Desde anoche sentí cómo se me revolvía el estómago, notaba cierta náusea que inicialmente achaqué a haber ingerido algún producto en mal estado. Pero, poco a poco, en las vueltas y revueltas durante la vigilia me fui dando cuenta de que la verdadera causa de mi malestar era la metabolización de un virus muy potente que se encuentra inmerso en la sociedad. Es el virus de la desigualdad, la desigualdad en derechos de la mitad de la población.
De manera tal vez egoísta se me revuelve el estómago cuando pienso que si no erradicamos este virus de la sociedad, mi hija pequeña cuando sea mayor, no tendrá los mismos derechos que mi hijo.
Me dan nauseas al pensar que mi hija, por ser mujer, no tendrá el mismo nivel de ingresos que sus compañeros hombres. Que, aunque tenga mayor nivel formativo, no llegará al mismo nivel socioprofesional por el maldito “techo de cristal”. Que la carga desproporcionada derivada de la falta de conciliación hogar-trabajo impida o dificulte sobremanera su existencia.
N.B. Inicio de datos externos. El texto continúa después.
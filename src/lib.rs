//! # route-pattern
//!
//! Single-pass matching of a URL path against a route pattern, extracting
//! named parameters along the way.
//!
//! ## Features
//!
//! - **Literal segments** - `/about`, `/users/profile`
//! - **Named parameters** - `/users/:id` captures `id`
//! - **Optional parameters** - `/users/:id?` matches with or without the segment
//! - **Rest parameters** - `/docs/:slug+` (one or more) and `/docs/:slug*`
//!   (zero or more) capture the remaining path joined with `/`
//! - **Anonymous wildcard** - `/static/*` captures the remainder under `rest`
//! - **Safe decoding** - captured values are percent-decoded, malformed
//!   escapes are kept raw instead of failing the match
//! - **Slash tolerance** - doubled, leading or trailing slashes never change
//!   the outcome
//! - **Accumulator merging** - results from several patterns can be folded
//!   into one set of captures
//!
//! ## Quick Start
//!
//! ```rust
//! use route_pattern::match_route;
//!
//! let found = match_route("/users/42/posts/7", "/users/:user/posts/:post").unwrap();
//! assert_eq!(found.get("user"), Some("42"));
//! assert_eq!(found.get("post"), Some("7"));
//!
//! // Wildcards capture the rest of the path
//! let found = match_route("/static/css/site.css", "/static/*").unwrap();
//! assert_eq!(found.rest.as_deref(), Some("/css/site.css"));
//!
//! // No match comes back as None
//! assert!(match_route("/users", "/users/:id").is_none());
//! ```
//!
//! ## Pattern Syntax
//!
//! | Pattern segment | Matches | Captures |
//! |-----------------|---------|----------|
//! | `about` | the literal text `about` | nothing |
//! | `:id` | exactly one segment | `id` → segment value |
//! | `:id?` | one segment or nothing | `id` → value, or absent |
//! | `:slug+` | one or more segments | `slug` → joined remainder |
//! | `:slug*` | zero or more segments | `slug` → joined remainder, or absent |
//! | `*` | anything from here on | `rest` → `/`-prefixed remainder |
//!
//! A rest segment always ends the walk, so pattern segments written after a
//! `+`, `*` or anonymous wildcard are never examined.
//!
//! ## Matching Model
//!
//! Both path and pattern are split on `/` with empty pieces dropped, which is
//! why `//users//42//` and `/users/42` behave identically. The walk is a
//! single forward pass with no backtracking: every pattern segment consumes
//! at most one path segment, except rest segments which consume everything
//! left. Matching a path cannot fail with an error, the only outcomes are
//! `Some(captures)` and `None`.

use std::collections::BTreeMap;

use serde::{Deserialize, Serialize};

pub mod segment;

mod decode;

pub use decode::safe_decode;
pub use segment::{classify_segment, split_modifier, split_segments, Modifier, PatternSegment};

/// Captured parameters keyed by name
///
/// The value is `None` when an optional or zero-or-more segment was declared
/// in the pattern but absent from the path. A name that never matched is
/// missing from the map entirely, which keeps "captured as absent" and
/// "never captured" apart.
pub type Params = BTreeMap<String, Option<String>>;

/// The result of a successful match
///
/// Serializes to the shape routers tend to exchange: a `params` object plus
/// an optional `rest` string holding whatever an anonymous wildcard swallowed.
///
/// # Examples
///
/// ```
/// use route_pattern::match_route;
///
/// let found = match_route("/user", "/user/:id?").unwrap();
///
/// // The flattened view hides absent captures...
/// assert_eq!(found.get("id"), None);
///
/// // ...while the params map still records that `id` was declared.
/// assert_eq!(found.params.get("id"), Some(&None));
/// assert!(!found.params.contains_key("other"));
/// ```
#[derive(Debug, Clone, Default, PartialEq, Eq, Serialize, Deserialize)]
pub struct Matches {
    /// Everything captured by named pattern segments
    #[serde(default)]
    pub params: Params,
    /// Remainder captured by an anonymous `*`, prefixed with `/`
    #[serde(default, skip_serializing_if = "Option::is_none")]
    pub rest: Option<String>,
}

impl Matches {
    /// Creates an empty result, typically to seed an accumulator for
    /// [`match_route_into`]
    pub fn new() -> Self {
        Self::default()
    }

    /// Looks up a captured value by name, flattening absent captures away
    ///
    /// Returns `None` both for a name that never matched and for an optional
    /// segment that matched nothing. Read `params` directly when that
    /// difference matters.
    pub fn get(&self, name: &str) -> Option<&str> {
        self.params.get(name).and_then(|value| value.as_deref())
    }

    /// Folds another result into this one
    ///
    /// Incoming params win on name collisions. `rest` is only replaced when
    /// the incoming result actually captured one.
    pub fn merge(&mut self, other: Matches) {
        self.params.extend(other.params);
        if other.rest.is_some() {
            self.rest = other.rest;
        }
    }
}

/// Matches a path against a route pattern in a single pass
///
/// Returns `Some(captures)` when the pattern covers the whole path and `None`
/// otherwise. Matching never raises: malformed percent-escapes in the path
/// are captured raw rather than rejected.
///
/// # Examples
///
/// ```
/// use route_pattern::match_route;
///
/// let found = match_route("/users/42", "/users/:id").unwrap();
/// assert_eq!(found.get("id"), Some("42"));
///
/// let found = match_route("/docs/guide/intro", "/docs/:slug+").unwrap();
/// assert_eq!(found.get("slug"), Some("guide/intro"));
///
/// assert!(match_route("/users/42/extra", "/users/:id").is_none());
/// ```
pub fn match_route(path: &str, pattern: &str) -> Option<Matches> {
    let result = match_segments(&split_segments(path), &split_segments(pattern));
    match &result {
        Some(found) => tracing::trace!(
            "matched {:?} against {:?} ({} params)",
            path,
            pattern,
            found.params.len()
        ),
        None => tracing::trace!("no match for {:?} against {:?}", path, pattern),
    }
    result
}

/// Matches a path against a pattern, folding captures into an accumulator
///
/// On success the captures are merged into `acc` (see [`Matches::merge`]) and
/// `true` comes back. On failure `acc` is left exactly as it was, so a failed
/// pattern never leaks partial captures.
///
/// Useful when several patterns contribute to one result, for example layout
/// routes stacking params on top of page routes.
///
/// # Examples
///
/// ```
/// use route_pattern::{match_route_into, Matches};
///
/// let mut acc = Matches::new();
/// acc.params.insert("tenant".into(), Some("acme".into()));
///
/// assert!(match_route_into("/docs/guide", "/docs/:page", &mut acc));
/// assert_eq!(acc.get("tenant"), Some("acme"));
/// assert_eq!(acc.get("page"), Some("guide"));
///
/// // A miss leaves the accumulator untouched
/// assert!(!match_route_into("/blog", "/docs/:page", &mut acc));
/// assert_eq!(acc.params.len(), 2);
/// ```
pub fn match_route_into(path: &str, pattern: &str, acc: &mut Matches) -> bool {
    match match_route(path, pattern) {
        Some(found) => {
            acc.merge(found);
            true
        }
        None => false,
    }
}

/// Single forward pass over both segment lists
///
/// Captures land in a fresh `Matches` so that a mid-walk failure discards
/// them wholesale.
fn match_segments(path_segments: &[&str], pattern_segments: &[&str]) -> Option<Matches> {
    let mut found = Matches::new();
    let upper = path_segments.len().max(pattern_segments.len());

    for i in 0..upper {
        let value = path_segments.get(i).copied();

        // Path segments left over with no pattern segment to consume them.
        let Some(token) = pattern_segments.get(i) else {
            return None;
        };

        match classify_segment(token) {
            PatternSegment::Literal { text, modifier } => {
                // Exact equality wins before any wildcard interpretation.
                if value == Some(text) {
                    continue;
                }
                // An unequal literal flagged `*` acts as the anonymous wildcard.
                if modifier == Modifier::ZeroOrMore && value.is_some() {
                    let remainder = path_segments[i..].join("/");
                    found.rest = Some(format!("/{}", safe_decode(&remainder)));
                    break;
                }
                return None;
            }
            PatternSegment::Param { name, modifier } => {
                if value.is_none() && !modifier.allows_absent() {
                    return None;
                }
                // Rest params swallow everything left and end the walk.
                if modifier.is_rest() {
                    let remainder = path_segments.get(i..).unwrap_or_default().join("/");
                    let captured =
                        (!remainder.is_empty()).then(|| safe_decode(&remainder).into_owned());
                    found.params.insert(name.to_owned(), captured);
                    break;
                }
                let captured = value.map(|v| safe_decode(v).into_owned());
                found.params.insert(name.to_owned(), captured);
            }
        }
    }

    Some(found)
}
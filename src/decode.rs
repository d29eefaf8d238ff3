/// Percent-decoding that never fails
///
/// Captured path values are decoded before they are stored. Decoding is
/// forgiving by contract: input that does not decode cleanly is kept as-is
/// instead of surfacing an error, so a malformed path can never abort a
/// match.

use std::borrow::Cow;

/// Decodes percent-escapes in a captured value, falling back to the raw text
///
/// Wraps [`urlencoding::decode`] with the failure mode flattened away:
///
/// - Escapes decoding to valid UTF-8 are resolved (`"Jos%C3%A9"` → `"José"`)
/// - Lone or truncated `%` sequences pass through unchanged
/// - Escapes yielding invalid UTF-8 return the original text untouched
/// - `+` is left alone, it has no special meaning inside a path
///
/// Returns a borrowed view when the input contains no escapes at all.
///
/// # Examples
///
/// ```
/// use std::borrow::Cow;
/// use route_pattern::safe_decode;
///
/// assert_eq!(safe_decode("hello%20world"), "hello world");
/// assert_eq!(safe_decode("100%"), "100%");
/// assert_eq!(safe_decode("%FF"), "%FF");
/// assert!(matches!(safe_decode("plain"), Cow::Borrowed(_)));
/// ```
pub fn safe_decode(raw: &str) -> Cow<'_, str> {
    urlencoding::decode(raw).unwrap_or(Cow::Borrowed(raw))
}
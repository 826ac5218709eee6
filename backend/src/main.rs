use std::net::SocketAddr;
use std::sync::Arc;

use tracing::info;
use tracing_subscriber::EnvFilter;

mod app;
mod db;
mod domain;
mod errors;
mod render;
mod rest;
mod web;

use domain::{AcronymService, UserService};
use render::HtmlRenderer;
use rest::AppState;

#[tokio::main]
async fn main() -> anyhow::Result<()> {
    // Initialize logging
    tracing_subscriber::fmt()
        .with_env_filter(
            EnvFilter::try_from_default_env().unwrap_or_else(|_| EnvFilter::new("info")),
        )
        .init();

    info!("Setting up database");
    let db = db::DbConnection::init().await?;

    // Set up our application state
    let state = AppState::new(
        AcronymService::new(db.clone()),
        UserService::new(db),
        Arc::new(HtmlRenderer),
    );

    let app = app::build(state);

    // Start the server
    let addr = SocketAddr::from(([127, 0, 0, 1], 8080));
    info!("Starting server on {}", addr);

    let listener = tokio::net::TcpListener::bind(addr).await?;
    info!("Listening on {}", addr);

    axum::serve(listener, app).await?;

    Ok(())
}
use std::sync::Arc;

use axum::{
    extract::{rejection::JsonRejection, Path, Query, State},
    http::StatusCode,
    Json,
};
use serde::Deserialize;
use tracing::info;

use crate::domain::{parse_id, AcronymService, UserService};
use crate::errors::AppError;
use crate::render::ViewRenderer;
use shared::{Acronym, AcronymData, User, UserData};

/// Application state: the constructed collaborators every handler needs.
#[derive(Clone)]
pub struct AppState {
    pub acronyms: AcronymService,
    pub users: UserService,
    pub renderer: Arc<dyn ViewRenderer>,
}

impl AppState {
    pub fn new(
        acronyms: AcronymService,
        users: UserService,
        renderer: Arc<dyn ViewRenderer>,
    ) -> Self {
        Self {
            acronyms,
            users,
            renderer,
        }
    }
}

/// Query parameters for the search endpoint
#[derive(Deserialize, Debug)]
pub struct SearchQuery {
    pub term: Option<String>,
}

/// GET /api/acronym
pub async fn list_acronyms(State(state): State<AppState>) -> Result<Json<Vec<Acronym>>, AppError> {
    info!("GET /api/acronym");
    Ok(Json(state.acronyms.list().await?))
}

/// POST /api/acronym
///
/// The body decode is explicit so a malformed payload is always a 400,
/// whatever rejection axum would have produced on its own.
pub async fn create_acronym(
    State(state): State<AppState>,
    payload: Result<Json<AcronymData>, JsonRejection>,
) -> Result<Json<Acronym>, AppError> {
    info!("POST /api/acronym");
    let Json(data) = payload.map_err(|_| AppError::BadRequest("Invalid acronym payload"))?;
    Ok(Json(state.acronyms.create(data).await?))
}

/// GET /api/acronym/:id
pub async fn get_acronym(
    State(state): State<AppState>,
    Path(id): Path<String>,
) -> Result<Json<Acronym>, AppError> {
    info!("GET /api/acronym/{}", id);
    Ok(Json(state.acronyms.get(parse_id(&id)?).await?))
}

/// PUT /api/acronym/:id
pub async fn update_acronym(
    State(state): State<AppState>,
    Path(id): Path<String>,
    payload: Result<Json<AcronymData>, JsonRejection>,
) -> Result<Json<Acronym>, AppError> {
    info!("PUT /api/acronym/{}", id);
    let id = parse_id(&id)?;
    let Json(data) = payload.map_err(|_| AppError::BadRequest("Invalid acronym payload"))?;
    Ok(Json(state.acronyms.update(id, data).await?))
}

/// DELETE /api/acronym/:id
pub async fn delete_acronym(
    State(state): State<AppState>,
    Path(id): Path<String>,
) -> Result<StatusCode, AppError> {
    info!("DELETE /api/acronym/{}", id);
    state.acronyms.delete(parse_id(&id)?).await?;
    Ok(StatusCode::NO_CONTENT)
}

/// GET /api/acronym/search?term=...
pub async fn search_acronyms(
    State(state): State<AppState>,
    Query(query): Query<SearchQuery>,
) -> Result<Json<Vec<Acronym>>, AppError> {
    info!("GET /api/acronym/search - query: {:?}", query);
    let term = query
        .term
        .ok_or(AppError::BadRequest("Missing search term"))?;
    Ok(Json(state.acronyms.search(term).await?))
}

/// GET /api/acronym/first
pub async fn first_acronym(State(state): State<AppState>) -> Result<Json<Acronym>, AppError> {
    info!("GET /api/acronym/first");
    Ok(Json(state.acronyms.first().await?))
}

/// GET /api/acronym/sorted
pub async fn sorted_acronyms(State(state): State<AppState>) -> Result<Json<Vec<Acronym>>, AppError> {
    info!("GET /api/acronym/sorted");
    Ok(Json(state.acronyms.sorted().await?))
}

/// GET /api/acronym/:id/user
pub async fn acronym_user(
    State(state): State<AppState>,
    Path(id): Path<String>,
) -> Result<Json<User>, AppError> {
    info!("GET /api/acronym/{}/user", id);
    Ok(Json(state.acronyms.owner(parse_id(&id)?).await?))
}

/// GET /api/users
pub async fn list_users(State(state): State<AppState>) -> Result<Json<Vec<User>>, AppError> {
    info!("GET /api/users");
    Ok(Json(state.users.list().await?))
}

/// POST /api/users
pub async fn create_user(
    State(state): State<AppState>,
    payload: Result<Json<UserData>, JsonRejection>,
) -> Result<Json<User>, AppError> {
    info!("POST /api/users");
    let Json(data) = payload.map_err(|_| AppError::BadRequest("Invalid user payload"))?;
    Ok(Json(state.users.create(data).await?))
}

/// GET /api/users/:id
pub async fn get_user(
    State(state): State<AppState>,
    Path(id): Path<String>,
) -> Result<Json<User>, AppError> {
    info!("GET /api/users/{}", id);
    Ok(Json(state.users.get(parse_id(&id)?).await?))
}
Que cuando se encuentre en edad de jubilación (y yo ya no esté presente por motivos puramente biológicos) no dispondrá de una pensión acorde a su valía por las desigualdades que han lastrado su vida.
Me hierve la sangre al pensar que a lo largo de su vida, por ser mujer, pueda sufrir hostigamiento o acoso sexual y que las leyes que nos ponemos como sociedad no sean adecuadas ni suficientes para frenar la lacra de la violencia machista que sufren las mujeres.
Sin embargo, en estos tiempos convulsos en los que todo se acelera, pienso que si hacemos grandes esfuerzos en la dirección adecuada erradicaremos el virus de la desigualdad de género que afecta a la humanidad.